There had been a game in Melbourne which was washed out and Australia and England ended up playing a short match on one of the days. But that was before my time and, for the others, it was their only experience of that kind of cricket.

 

We had two weeks in Canada on the way over, which was enjoyable, but the couple of games we played there were on matting which, of course, was nothing like we’d experience in England.

 

Then we had one practice game in England before the tournament, an intra-team game between our own group. I can’t recall there being any real discussion about tactics or preparation for how we were going to approach playing in the tournament.

 

It really wasn’t until the final that we realised the seriousness of where we were at.

 

 

‘No skipper! I am going!’

No one expected us to get that far. The market had West Indies as favourite, England second and then us and Pakistan together as third favourites.

 

When we knocked off Pakistan in the first game, we looked a bit better.

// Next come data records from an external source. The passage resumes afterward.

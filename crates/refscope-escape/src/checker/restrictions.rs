// SPDX-License-Identifier: (MIT OR Apache-2.0)
//! Categorical restrictions on stack-only-capable types. These look at
//! types only; escape scopes never excuse them.

use refscope_ast::expr::{BinOp, Expr, ExprKind, Literal, Pattern};
use refscope_ast::{NodeId, Span, TypeRef};

use super::BodyChecker;
use crate::error::EscapeErrorKind;
use crate::facts::NullCheckLowering;

fn is_null_literal(expr: &Expr) -> bool {
    match &expr.kind {
        ExprKind::Literal(Literal::Null) => true,
        ExprKind::Convert { operand, .. } => is_null_literal(operand),
        _ => false,
    }
}

impl<'c, 's, 'a> BodyChecker<'c, 's, 'a> {
    /// A stack-only-capable type converts only to and from other
    /// stack-only-capable types: it can be neither boxed nor unboxed.
    pub(super) fn check_conversion(&mut self, operand: &Expr, target: &TypeRef, span: Span) -> bool {
        let from = self.stack_only(&operand.ty);
        let to = self.stack_only(target);
        if from == to || operand.ty == *target {
            return true;
        }
        if from {
            self.error(
                EscapeErrorKind::Boxing { ty: operand.ty.to_string(), target: target.to_string() },
                span,
            );
            return false;
        }
        let from_heap = matches!(operand.ty, TypeRef::Object | TypeRef::Dynamic)
            || self.capability(&operand.ty).known_reference_type;
        if !from_heap {
            return true;
        }
        self.error(
            EscapeErrorKind::Unboxing { ty: operand.ty.to_string(), target: target.to_string() },
            span,
        );
        false
    }

    pub(super) fn check_binary(&mut self, id: NodeId, op: BinOp, left: &Expr, right: &Expr, span: Span) -> bool {
        if !matches!(op, BinOp::Eq | BinOp::Ne) {
            return true;
        }
        let op = if op == BinOp::Eq { "==" } else { "!=" };
        if is_null_literal(right) {
            self.check_null_test(id, op, left, span)
        } else if is_null_literal(left) {
            self.check_null_test(id, op, right, span)
        } else {
            self.check_reference_equality(left, right, span) && self.check_reference_equality(right, left, span)
        }
    }

    /// `x is null` / `x is not null`.
    pub(super) fn check_is_null(&mut self, id: NodeId, operand: &Expr, pattern: &Pattern, span: Span) -> bool {
        let constant = match pattern {
            Pattern::Constant(c) => c,
            Pattern::Not(inner) => match inner.as_ref() {
                Pattern::Constant(c) => c,
                _ => return true,
            },
            _ => return true,
        };
        if !is_null_literal(constant) {
            return true;
        }
        self.check_null_test(id, "is", operand, span)
    }

    /// Null tests are legal on a type parameter that allows stack-only
    /// types unless it is known to be a value type; concrete stack-only
    /// types have no null.
    fn check_null_test(&mut self, id: NodeId, op: &str, subject: &Expr, span: Span) -> bool {
        let cap = self.capability(&subject.ty);
        if !cap.is_stack_only_capable() {
            return true;
        }
        if cap.is_by_ref_like || cap.known_value_type {
            self.error(
                EscapeErrorKind::OperatorNotApplicable { op: op.to_string(), ty: subject.ty.to_string() },
                span,
            );
            return false;
        }
        let lowering = if cap.known_reference_type {
            NullCheckLowering::ReferenceNullTest
        } else {
            NullCheckLowering::BoxedNullTest
        };
        self.facts.record_null_check(id, lowering);
        true
    }

    /// A stack-only-capable operand has no conversion to any reference type.
    fn check_reference_equality(&mut self, subject: &Expr, other: &Expr, span: Span) -> bool {
        if !self.stack_only(&subject.ty) || self.stack_only(&other.ty) {
            return true;
        }
        let other_is_reference =
            matches!(other.ty, TypeRef::Object | TypeRef::Dynamic) || self.is_reference_type(&other.ty);
        if !other_is_reference {
            return true;
        }
        self.error(
            EscapeErrorKind::NoReferenceConversion { ty: subject.ty.to_string(), other: other.ty.to_string() },
            span,
        );
        false
    }

    pub(super) fn check_dynamic_operands(&mut self, operands: &[&Expr]) -> bool {
        let mut ok = true;
        for operand in operands {
            if self.stack_only(&operand.ty) {
                self.error(EscapeErrorKind::DynamicOperand { ty: operand.ty.to_string() }, operand.span);
                ok = false;
            }
        }
        ok
    }

    /// Report a stack-only local declared in an async or iterator body.
    /// Returns whether it was rejected.
    pub(super) fn rejected_in_async(&mut self, name: &str, ty: &TypeRef, span: Span) -> bool {
        let forbids = self
            .ctx
            .function()
            .is_some_and(|f| f.forbids_stack_only_locals());
        if forbids {
            self.error(
                EscapeErrorKind::AsyncOrIteratorLocal { name: name.to_string(), ty: ty.to_string() },
                span,
            );
        }
        forbids
    }
}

Still, few expected us to reach the last game of the tournament.

 

That game against Pakistan, at Edgbaston, was quite an introduction to limited-overs cricket for me. There was enormous support for Pakistan, which made it feel more like we were playing in Karachi than Birmingham. It was nothing like I expected to encounter in England.

 

We won the game reasonably comfortably, which was important for us, and there were some good individual performances. But the way we went about it was unlike anything you’d see today.

 

It was a pretty flat wicket at The Oval and, to some extent, the Sri Lankans were lucky it wasn’t a faster pitch. Even so, it didn’t help them much. They just kept getting hit.

 

We entered the match with our expected Test team. There were no genuine all-rounders or specialist hitters or anything like that.

 

These were 60-over games and our approach early on was to bat similarly to how we would in a Test match – for Alan Turner and I to try to get off to a steady start and settle in.

 

Even though that was the advice, there was a sense out in the middle of not being sure exactly how to go about it. There was plenty of assessing things on the run.

 

Sometimes it felt like we were going well, but then you’d check yourself and wonder if we were playing as we should.

 

Things started to heat up in our second game – on and off the field. It was against Sri Lanka, who were really new to international cricket and nowhere near the force they’d later become.

 

We batted first and made over 300, with Turner and I putting on something like 180 for the first wicket. But it was our session in the field that turned out to be the headline-grabber.

 

It was when Thommo got stuck into the Sri Lankan batsmen and put a couple of them in hospital.

 

It’s not that it was an especially vicious spell by Thommo. It was more that the Sri Lankan batsmen had never faced anything like his exceptional pace.

 

There were a couple of factors that spurred Thommo on in that game. He was under a bit of pressure, as he’d been having problems with no-balls and had taken few wickets leading into the tournament.

 

It was a pretty flat wicket at The Oval and, to some extent, the Sri Lankans were lucky it wasn’t a faster pitch. Even so, it didn’t help them much. They just kept getting hit.

 

I remember one of the two batsmen who retired hurt being down for the count after copping one. His captain was at the other end, walked down the pitch and told him to get up. The player, on the ground, said, ‘No skipper! I am going!’ He’d clearly had enough!

 

 

When I’d batted earlier in the day, I’d strained a muscle in my back. The next day I went to a physiotherapist in London, who was recommended to us by the cricket board over there.

 

When I walked into the office, there were four players from the Sri Lankan team sitting there waiting for treatment. It was quite a sight!

 

That next day, there was a mixed reaction. The headlines were all about how fast Thomson was and questioning whether it was the right thing to really lay it on hard and fast against the Sri Lankans.

 

The thing is, we had to go pretty hard at them because, despite struggling with the pace of Lillee and Thomson, they showed tremendous courage and kept fighting. For quite some time they were going very well. We had to make sure we won.